Thank you so much for bringing this to our attention. An internal ticket has now been created to add these properties to the event
object for onSubmitActionPerformed
and onCancelActionPerformed
.
1 Like
The description in the manual is a mistake, as we only intended to provide the form data object, and not what constitutes an entire form submission event. It's easy enough to create these additional properties, if you really need them in an onSubmitActionPerformed script. Unless I'm missing something obvious, to say that it "utterly cripples form processing" is misleading.
We can certainly consider adding these properties, but why not use the form submission event handler (fireSubmissionEvent) for form processing? Is it because you need access to properties of the page?
1 Like
I haven't fleshed out this control yet. I see this in the documentation:
I also see this fireSubmissionEvent property that defaults to false
From that I think I need to point the "submissionHandler" property to a method call but I'm not sure where that lives.
I tried adding a message handler on the control and referencing it in the "submissionEventHandler" property but that didn't work. I know it's doing something because it's flicking a "submission failed" error message in the upper right corner of my browser.
What am I doing wrong?
Form submissions are intended to be handled by the Form Submission gateway event type, because form submissions have to be able to live 'outside' the component to support offline mode.
My educated guess is that submissionHandler
should point to the name of the 'Form Submission' event handler you create separately.
1 Like
That worked. Not sure if it's supposed to be spamming the message but it is.
This
Yielded this
I see the response information displays on the "form submitted popup". Nice.

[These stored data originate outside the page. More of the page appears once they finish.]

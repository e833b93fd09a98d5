//! Persisted order templates.

pub mod error;
mod store;

pub use error::*;
pub use store::*;

use tracing::{debug, info, instrument, warn};

use crate::catalog::Catalog;
use crate::domain::{Blueprint, OrderLine, ProductId};

/// Key under which the blueprint list is stored.
pub const BLUEPRINTS_KEY: &str = "blueprints";

/// The ordered list of saved blueprints, kept as one JSON value.
///
/// Every write loads the full list, changes it, and stores it back; there is
/// no protection against concurrent writers.
pub struct BlueprintStore {
    store: Box<dyn KeyValueStore>,
}

impl BlueprintStore {
    pub fn new(store: impl KeyValueStore + 'static) -> Self {
        Self {
            store: Box::new(store),
        }
    }

    pub fn in_memory() -> Self {
        Self::new(MemoryStore::new())
    }

    /// Loads all blueprints. A missing or unparsable value reads as an
    /// empty list.
    #[instrument(skip(self))]
    pub fn load(&self) -> Result<Vec<Blueprint>, BlueprintError> {
        let Some(raw) = self.store.get(BLUEPRINTS_KEY)? else {
            debug!("No blueprints stored");
            return Ok(Vec::new());
        };

        match serde_json::from_str::<Vec<Blueprint>>(&raw) {
            Ok(blueprints) => {
                debug!(count = blueprints.len(), "Blueprints loaded");
                Ok(blueprints)
            }
            Err(e) => {
                warn!(error = %e, "Stored blueprints are malformed, ignoring them");
                Ok(Vec::new())
            }
        }
    }

    pub fn get(&self, index: usize) -> Result<Blueprint, BlueprintError> {
        self.load()?
            .into_iter()
            .nth(index)
            .ok_or(BlueprintError::NotFound(index))
    }

    /// Appends `blueprint` to the stored list.
    #[instrument(skip(self, blueprint), fields(blueprint_name = %blueprint.name))]
    pub fn append(&mut self, blueprint: Blueprint) -> Result<(), BlueprintError> {
        let mut blueprints = self.load()?;
        blueprints.push(blueprint);
        self.save(&blueprints)?;
        info!(count = blueprints.len(), "Blueprint saved");
        Ok(())
    }

    fn save(&mut self, blueprints: &[Blueprint]) -> Result<(), BlueprintError> {
        let raw = serde_json::to_string(blueprints)
            .map_err(|e| BlueprintError::Serialization(e.to_string()))?;
        self.store.set(BLUEPRINTS_KEY, raw)
    }
}

/// Order lines rebuilt from a blueprint.
#[derive(Debug, Clone, PartialEq)]
pub struct ResolvedBlueprint {
    pub lines: Vec<OrderLine>,
    /// Ids that were skipped: unknown to the catalog or stored with a zero
    /// amount.
    pub dropped: Vec<ProductId>,
}

/// Resolves a blueprint's product ids against `catalog`, dropping lines that
/// no longer resolve.
#[instrument(skip(blueprint, catalog), fields(blueprint_name = %blueprint.name))]
pub fn resolve(blueprint: &Blueprint, catalog: &Catalog) -> ResolvedBlueprint {
    let mut lines = Vec::with_capacity(blueprint.lines.len());
    let mut dropped = Vec::new();

    for line in &blueprint.lines {
        match catalog.get(line.id) {
            Some(product) if line.amount > 0 => lines.push(OrderLine {
                product: product.clone(),
                quantity: line.amount,
            }),
            Some(_) => {
                warn!(product_id = %line.id, "Dropping blueprint line with zero amount");
                dropped.push(line.id);
            }
            None => {
                warn!(product_id = %line.id, "Dropping blueprint line for unknown product");
                dropped.push(line.id);
            }
        }
    }

    ResolvedBlueprint { lines, dropped }
}

#[cfg(test)]
mod tests {
    use super::*;
    use crate::domain::BlueprintLine;
    use crate::order::OrderDraft;

    fn line(id: u32, amount: u32) -> BlueprintLine {
        BlueprintLine {
            id: ProductId(id),
            amount,
        }
    }

    #[test]
    fn test_empty_when_absent() {
        let store = BlueprintStore::in_memory();
        assert!(store.load().unwrap().is_empty());
    }

    #[test]
    fn test_malformed_value_reads_as_empty() {
        let mut backend = MemoryStore::new();
        backend.set(BLUEPRINTS_KEY, "{not json".to_string()).unwrap();
        let store = BlueprintStore::new(backend);
        assert!(store.load().unwrap().is_empty());
    }

    #[test]
    fn test_append_keeps_order() {
        let mut store = BlueprintStore::in_memory();
        store.append(Blueprint::new("first", vec![line(1, 1)])).unwrap();
        store.append(Blueprint::new("second", vec![line(5, 2)])).unwrap();

        let names: Vec<_> = store.load().unwrap().into_iter().map(|b| b.name).collect();
        assert_eq!(names, vec!["first", "second"]);
        assert_eq!(store.get(1).unwrap().lines, vec![line(5, 2)]);
        assert_eq!(store.get(2), Err(BlueprintError::NotFound(2)));
    }

    #[test]
    fn test_reads_stored_format() {
        let mut backend = MemoryStore::new();
        backend
            .set(
                BLUEPRINTS_KEY,
                r#"[{"name":"Blueprint #4821","orderLines":[{"id":1,"amount":1},{"id":7,"amount":2}]}]"#
                    .to_string(),
            )
            .unwrap();
        let store = BlueprintStore::new(backend);
        let blueprints = store.load().unwrap();
        assert_eq!(blueprints.len(), 1);
        assert_eq!(blueprints[0].name, "Blueprint #4821");
        assert_eq!(blueprints[0].lines, vec![line(1, 1), line(7, 2)]);
    }

    #[test]
    fn test_round_trip_through_catalog() {
        let catalog = Catalog::breakfast();
        let mut draft = OrderDraft::for_selection(catalog.get(ProductId(2)).unwrap());
        draft.add_item(catalog.get(ProductId(5)).unwrap(), 2).unwrap();
        draft.add_item(catalog.get(ProductId(7)).unwrap(), 1).unwrap();

        let mut store = BlueprintStore::in_memory();
        store
            .append(Blueprint::new("mine", draft.blueprint_lines()))
            .unwrap();

        let resolved = resolve(&store.get(0).unwrap(), &catalog);
        assert!(resolved.dropped.is_empty());
        assert_eq!(OrderDraft::from_lines(resolved.lines).unwrap(), draft);
    }

    #[test]
    fn test_unknown_products_are_dropped() {
        let catalog = Catalog::breakfast();
        let blueprint = Blueprint::new("stale", vec![line(42, 1), line(4, 2), line(6, 0)]);

        let resolved = resolve(&blueprint, &catalog);
        let shape: Vec<_> = resolved
            .lines
            .iter()
            .map(|l| (l.product.id.0, l.quantity))
            .collect();
        assert_eq!(shape, vec![(4, 2)]);
        assert_eq!(resolved.dropped, vec![ProductId(42), ProductId(6)]);
    }

    #[test]
    fn test_file_backed_store_persists() {
        let tmp = tempfile::tempdir().unwrap();
        let mut store = BlueprintStore::new(FileStore::new(tmp.path()));
        store.append(Blueprint::new("saved", vec![line(3, 1)])).unwrap();

        let reopened = BlueprintStore::new(FileStore::new(tmp.path()));
        assert_eq!(reopened.load().unwrap(), vec![Blueprint::new("saved", vec![line(3, 1)])]);
    }
}
use tokio::sync::mpsc;
use tracing::{debug, instrument};

use crate::domain::{Blueprint, Customer, Product, ProductId};
use crate::error::SessionError;
use crate::messages::SessionRequest;
use crate::session::{CheckoutSummary, OrderView, Receipt, SessionState};

/// Handle to the session actor. Cheap to clone; every clone talks to the
/// same session.
#[derive(Clone)]
pub struct SessionClient {
    sender: mpsc::Sender<SessionRequest>,
}

impl SessionClient {
    pub fn new(sender: mpsc::Sender<SessionRequest>) -> Self {
        Self { sender }
    }

    /// Asks the actor to stop after the requests already queued.
    #[instrument(skip(self))]
    pub async fn shutdown(&self) -> Result<(), SessionError> {
        debug!("Sending shutdown request");
        self.sender
            .send(SessionRequest::Shutdown)
            .await
            .map_err(|e| SessionError::ActorCommunicationError(e.to_string()))
    }
}

client_method!(SessionClient => fn login(number: String) -> Customer as SessionRequest::Login, Error = SessionError);
client_method!(SessionClient => fn logout() -> () as SessionRequest::Logout, Error = SessionError);
client_method!(SessionClient => fn browse(low_calorie_only: bool) -> Vec<Product> as SessionRequest::Browse, Error = SessionError);
client_method!(SessionClient => fn add_ons() -> Vec<Product> as SessionRequest::AddOns, Error = SessionError);
client_method!(SessionClient => fn list_blueprints() -> Vec<Blueprint> as SessionRequest::ListBlueprints, Error = SessionError);
client_method!(SessionClient => fn select_product(id: ProductId) -> OrderView as SessionRequest::SelectProduct, Error = SessionError);
client_method!(SessionClient => fn reorder_blueprint(index: usize) -> OrderView as SessionRequest::ReorderBlueprint, Error = SessionError);
client_method!(SessionClient => fn add_item(id: ProductId, quantity: u32) -> OrderView as SessionRequest::AddItem, Error = SessionError);
client_method!(SessionClient => fn remove_at(index: usize) -> OrderView as SessionRequest::RemoveAt, Error = SessionError);
client_method!(SessionClient => fn remove_product(id: ProductId) -> OrderView as SessionRequest::RemoveProduct, Error = SessionError);
client_method!(SessionClient => fn remove_one(id: ProductId) -> OrderView as SessionRequest::RemoveOne, Error = SessionError);
client_method!(SessionClient => fn back_to_catalog() -> () as SessionRequest::BackToCatalog, Error = SessionError);
client_method!(SessionClient => fn proceed_to_checkout() -> CheckoutSummary as SessionRequest::ProceedToCheckout, Error = SessionError);
client_method!(SessionClient => fn back_to_order() -> OrderView as SessionRequest::BackToOrder, Error = SessionError);
client_method!(SessionClient => fn confirm(save_blueprint: bool) -> Receipt as SessionRequest::Confirm, Error = SessionError);
client_method!(SessionClient => fn snapshot() -> SessionState as SessionRequest::Snapshot, Error = SessionError);
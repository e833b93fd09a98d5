use std::fmt;

use rust_decimal::Decimal;
use serde::{Deserialize, Serialize};

/// Catalog identifier of a product.
#[derive(Debug, Clone, Copy, PartialEq, Eq, Hash, PartialOrd, Ord, Serialize, Deserialize)]
#[serde(transparent)]
pub struct ProductId(pub u32);

impl fmt::Display for ProductId {
    fn fmt(&self, f: &mut fmt::Formatter<'_>) -> fmt::Result {
        write!(f, "{}", self.0)
    }
}

/// How a product may start an order.
///
/// A `Prepackaged` product is a complete breakfast and seeds the order with
/// itself; a `Simple` product is an add-on the customer picks explicitly.
#[derive(Debug, Clone, Copy, PartialEq, Eq, Hash)]
pub enum Category {
    Prepackaged,
    Simple,
}

impl fmt::Display for Category {
    fn fmt(&self, f: &mut fmt::Formatter<'_>) -> fmt::Result {
        match self {
            Category::Prepackaged => write!(f, "prepackaged"),
            Category::Simple => write!(f, "simple"),
        }
    }
}

/// Represents an entry in the product catalog.
#[derive(Debug, Clone, PartialEq)]
pub struct Product {
    pub id: ProductId,
    pub name: String,
    pub category: Category,
    pub calories: u32,
    pub price: Decimal,
}

impl Product {
    pub fn new(
        id: u32,
        name: impl Into<String>,
        category: Category,
        calories: u32,
        price: Decimal,
    ) -> Self {
        Self {
            id: ProductId(id),
            name: name.into(),
            category,
            calories,
            price,
        }
    }

    pub fn is_prepackaged(&self) -> bool {
        self.category == Category::Prepackaged
    }
}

Oops. That's what I was thinking of.
I figured this out.
I had an "onSubmitActionPerformed" event running this code:
self.getSibling("Form").submit(preventInvalid=True)
I then checked the property "submit.fireSubmissionEvent" and had it run a form submission.
The end result is it endlessly executes the form submission. The solution was to take out the "onSubmitActionPerformed" code because that event was endlessly causing it to trigger the form submission event.